### [SUPPLIED RECORDS]
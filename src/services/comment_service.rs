use sqlx::PgPool;
use std::sync::Arc;
use uuid::Uuid;

use crate::database::models::{Comment, CommentView, Role, User, UserProfile};
use crate::database::{CommentRepo, MentionRepo, PostRepo, UserRepo};
use crate::error::ApiError;
use crate::mentions::{candidate_names, resolve_handles};
use crate::services::notification_service::{MentionNotification, Notifier};
use crate::state::AppState;

/// A comment may be edited or removed by its author or by an admin.
pub fn can_modify(user: &User, comment: &Comment) -> bool {
    comment.author_id == user.id || user.role == Role::Admin
}

/// Comment engine: creation with mention fan-out, plus ownership-gated
/// update and delete.
pub struct CommentService {
    pool: PgPool,
    notifier: Arc<dyn Notifier>,
}

impl CommentService {
    pub fn new(state: &AppState) -> Self {
        Self { pool: state.pool.clone(), notifier: state.notifier.clone() }
    }

    fn comments(&self) -> CommentRepo {
        CommentRepo::new(self.pool.clone())
    }

    pub async fn create_comment(
        &self,
        post_id: Uuid,
        content: &str,
        author: &User,
    ) -> Result<CommentView, ApiError> {
        let post = PostRepo::new(self.pool.clone())
            .find_by_id(post_id)
            .await?
            .ok_or_else(|| ApiError::not_found("Post not found"))?;

        let comment = self.comments().insert(post_id, author.id, content).await?;

        let mentioned = self.record_mentions(&comment).await?;

        // Fan out one notification per mentioned user, detached from the
        // response path; delivery failures stay server-side.
        for recipient in &mentioned {
            let notifier = self.notifier.clone();
            let notification = MentionNotification {
                recipient: recipient.clone(),
                author_name: author.name.clone(),
                post_title: post.title.clone(),
                comment_content: comment.content.clone(),
            };
            tokio::spawn(async move {
                notifier.mention(notification).await;
            });
        }

        Ok(CommentView {
            comment,
            author: Some(UserProfile::from(author)),
            mentions: mentioned,
        })
    }

    /// Resolve @handles in the comment and persist the mention rows.
    async fn record_mentions(&self, comment: &Comment) -> Result<Vec<UserProfile>, ApiError> {
        let candidates = candidate_names(&comment.content);
        if candidates.is_empty() {
            return Ok(vec![]);
        }

        let roster = UserRepo::new(self.pool.clone()).find_by_names(&candidates).await?;
        let resolved = resolve_handles(&comment.content, &roster);
        if resolved.is_empty() {
            return Ok(vec![]);
        }

        let user_ids: Vec<Uuid> = resolved.iter().map(|u| u.id).collect();
        MentionRepo::new(self.pool.clone()).insert_many(comment.id, &user_ids).await?;

        Ok(resolved.into_iter().map(UserProfile::from).collect())
    }

    pub async fn update_comment(
        &self,
        id: Uuid,
        content: &str,
        acting_user: &User,
    ) -> Result<CommentView, ApiError> {
        let existing = self
            .comments()
            .find_by_id(id)
            .await?
            .ok_or_else(|| ApiError::not_found("Comment not found"))?;

        if !can_modify(acting_user, &existing) {
            return Err(ApiError::forbidden("Forbidden"));
        }

        let comment = self
            .comments()
            .update_content(id, content)
            .await?
            .ok_or_else(|| ApiError::not_found("Comment not found"))?;

        let author = UserRepo::new(self.pool.clone())
            .profiles_by_ids(&[comment.author_id])
            .await?
            .into_iter()
            .next();

        Ok(CommentView { comment, author, mentions: vec![] })
    }

    pub async fn delete_comment(&self, id: Uuid, acting_user: &User) -> Result<(), ApiError> {
        let comment = self
            .comments()
            .find_by_id(id)
            .await?
            .ok_or_else(|| ApiError::not_found("Comment not found"))?;

        if !can_modify(acting_user, &comment) {
            return Err(ApiError::forbidden("Forbidden"));
        }

        self.comments().delete(id).await?;
        Ok(())
    }
}

#[cfg(test)]
mod tests {
    use super::*;
    use chrono::Utc;

    fn user(role: Role) -> User {
        User {
            id: Uuid::new_v4(),
            email: "u@calendar.local".into(),
            name: "u".into(),
            password_hash: None,
            role,
            avatar_url: None,
            created_at: Utc::now(),
            updated_at: Utc::now(),
        }
    }

    fn comment(author_id: Uuid) -> Comment {
        Comment {
            id: Uuid::new_v4(),
            content: "c".into(),
            post_id: Uuid::new_v4(),
            author_id,
            created_at: Utc::now(),
            updated_at: Utc::now(),
        }
    }

    #[test]
    fn author_and_admin_may_modify() {
        let author = user(Role::Viewer);
        let admin = user(Role::Admin);
        let bystander = user(Role::Editor);

        let c = comment(author.id);
        assert!(can_modify(&author, &c));
        assert!(can_modify(&admin, &c));
        assert!(!can_modify(&bystander, &c));
    }
}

### [EXERCISE DETAILS]
Take the lines above from the one containing "pub struct CommentService" to the one containing "CommentRepo::new(self.pool.clone())" and retype them exactly, both ends included, with nothing added.

### [ANSWER SECTION]
pub struct CommentService {
    pool: PgPool,
    notifier: Arc<dyn Notifier>,
}

impl CommentService {
    pub fn new(state: &AppState) -> Self {
        Self { pool: state.pool.clone(), notifier: state.notifier.clone() }
    }

    fn comments(&self) -> CommentRepo {
        CommentRepo::new(self.pool.clone())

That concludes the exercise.